The pharmacokinetics of tetrazepam (Myolastan, Musaril), were studied in 12 healthy volunteers. Tetrazepam was given orally as a single dose of 50 mg and repeated administration for 5 consecutive days of 50 mg at 12-h intervals, in tablet form. Tetrazepam was measured in plasma using a selective and sensitive GLC method. Tetrazepam is rapidly absorbed after oral administration with a peak plasma level of 0.49 +/- 0.10 mg/l at 0.94 +/- 0.47 h. The drug is widely distributed in the organism with an apparent volume of distribution of 6.7 +/- 2.1 l/kg. Tetrazepam is eliminated with a half-life of 22 +/- 4 h and can be classified as a benzodiazepine with medium half-life value. This medium half-life is the result of the high hepatic clearance of the drug in spite of its large distribution volume. Since in this study 6 male and 6 female volunteers were studied it was possible to compare the pharmacokinetic profile in the two groups. No significant differences were observed. No differences were observed between the pharmacokinetic values after a single dose or after repeated administration.

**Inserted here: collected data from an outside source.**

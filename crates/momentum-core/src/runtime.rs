//! Async host for a [`MomentumEngine`].
//!
//! The engine sits behind a tokio mutex so every command is serialized. A
//! background ticker calls [`MomentumEngine::tick`] once per interval while a
//! countdown is live and exits on its own when the countdown stops.

use std::sync::Arc;
use std::time::Duration;

use tokio::sync::{broadcast, Mutex, MutexGuard};
use tokio::task::JoinHandle;
use tokio::time;
use tracing::debug;

use crate::engine::{
    CompletionOutcome, EngineSnapshot, FocusRequest, MomentumEngine, StopOutcome, TaskCompleted,
};
use crate::error::BlockingError;
use crate::events::{EngineEvent, ScreenPosition};
use crate::focus::FocusSession;
use crate::momentum::MomentumState;
use crate::storage::EngineState;

#[derive(Clone)]
pub struct EngineRuntime {
    engine: Arc<Mutex<MomentumEngine>>,
    ticker: Arc<Mutex<Option<JoinHandle<()>>>>,
    tick_interval: Duration,
}

impl EngineRuntime {
    pub fn new(engine: MomentumEngine) -> Self {
        Self::with_tick_interval(engine, Duration::from_secs(1))
    }

    /// Shorter intervals make a countdown run faster than wall time; useful
    /// for demos and tests.
    pub fn with_tick_interval(engine: MomentumEngine, tick_interval: Duration) -> Self {
        Self {
            engine: Arc::new(Mutex::new(engine)),
            ticker: Arc::new(Mutex::new(None)),
            tick_interval,
        }
    }

    /// Direct access for anything not wrapped here.
    pub async fn lock(&self) -> MutexGuard<'_, MomentumEngine> {
        self.engine.lock().await
    }

    pub async fn subscribe(&self) -> broadcast::Receiver<EngineEvent> {
        self.engine.lock().await.subscribe()
    }

    pub async fn snapshot(&self) -> EngineSnapshot {
        self.engine.lock().await.snapshot()
    }

    pub async fn momentum(&self) -> MomentumState {
        self.engine.lock().await.momentum()
    }

    pub async fn export_state(&self) -> EngineState {
        self.engine.lock().await.export_state()
    }

    pub async fn complete_task(
        &self,
        event: TaskCompleted,
        position: Option<ScreenPosition>,
    ) -> CompletionOutcome {
        self.engine.lock().await.complete_task(event, position)
    }

    pub async fn start_focus(
        &self,
        request: FocusRequest,
    ) -> Result<Option<FocusSession>, BlockingError> {
        let mut engine = self.engine.lock().await;
        let session = engine.start_focus(request).await?;
        if session.is_some() {
            self.spawn_ticker().await;
        }
        Ok(session)
    }

    pub async fn stop_focus(&self) -> Result<StopOutcome, BlockingError> {
        let mut engine = self.engine.lock().await;
        let outcome = engine.stop_focus().await?;
        // Locked pauses the countdown, so the ticker goes either way.
        if matches!(outcome, StopOutcome::Stopped | StopOutcome::Locked) {
            self.cancel_ticker().await;
        }
        Ok(outcome)
    }

    pub async fn pause_focus(&self) -> Option<FocusSession> {
        let mut engine = self.engine.lock().await;
        let session = engine.pause_focus()?;
        self.cancel_ticker().await;
        Some(session)
    }

    pub async fn resume_focus(&self) -> Option<FocusSession> {
        let mut engine = self.engine.lock().await;
        let session = engine.resume_focus()?;
        self.spawn_ticker().await;
        Some(session)
    }

    pub async fn start_break(&self) -> Option<FocusSession> {
        let mut engine = self.engine.lock().await;
        let session = engine.start_break()?;
        self.spawn_ticker().await;
        Some(session)
    }

    pub async fn skip_break(&self) -> bool {
        let mut engine = self.engine.lock().await;
        let skipped = engine.skip_break();
        if skipped {
            self.cancel_ticker().await;
        }
        skipped
    }

    pub async fn start_next_interval(&self) -> Option<FocusSession> {
        let mut engine = self.engine.lock().await;
        let session = engine.start_next_interval()?;
        self.spawn_ticker().await;
        Some(session)
    }

    pub async fn force_reset(&self) {
        let mut engine = self.engine.lock().await;
        engine.force_reset().await;
        self.cancel_ticker().await;
    }

    pub async fn is_ticking(&self) -> bool {
        self.ticker
            .lock()
            .await
            .as_ref()
            .is_some_and(|handle| !handle.is_finished())
    }

    /// Stop the ticker without touching engine state.
    pub async fn shutdown(&self) {
        self.cancel_ticker().await;
    }

    // Called with the engine lock held, so the old ticker can never be
    // aborted in the middle of a tick.
    async fn spawn_ticker(&self) {
        let mut ticker_guard = self.ticker.lock().await;
        if let Some(handle) = ticker_guard.take() {
            handle.abort();
        }

        let engine = self.engine.clone();
        let tick_interval = self.tick_interval;

        let handle = tokio::spawn(async move {
            let mut interval = time::interval(tick_interval);
            // The first tick completes immediately.
            interval.tick().await;
            loop {
                interval.tick().await;

                let mut guard = engine.lock().await;
                if !guard.is_counting_down() {
                    break;
                }
                guard.tick().await;
                if !guard.is_counting_down() {
                    debug!("countdown finished; ticker exiting");
                    break;
                }
            }
        });

        *ticker_guard = Some(handle);
    }

    async fn cancel_ticker(&self) {
        if let Some(handle) = self.ticker.lock().await.take() {
            handle.abort();
        }
    }
}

在12名健康志愿者身上研究了四氮唑安定(Myolastan、Musaril)的药代动力学。四氮唑安定以片剂形式口服,单次剂量为50毫克,并以50毫克的剂量每12小时给药一次,连续给药5天。采用选择性灵敏的气相色谱法测定血浆中的四氮唑安定。口服给药后,四氮唑安定吸收迅速,在0.94±0.47小时达到血浆峰值水平0.49±0.10毫克/升。该药物在体内广泛分布,表观分布容积为6.7±2.1升/千克。四氮唑安定的消除半衰期为22±4小时,可归类为具有中等半衰期值的苯二氮䓬类药物。尽管其分布容积较大,但该药物肝脏清除率高,导致其半衰期中等。由于本研究中对6名男性和6名女性志愿者进行了研究,因此可以比较两组的药代动力学特征。未观察到显著差异。单次给药或重复给药后的药代动力学值之间也未观察到差异。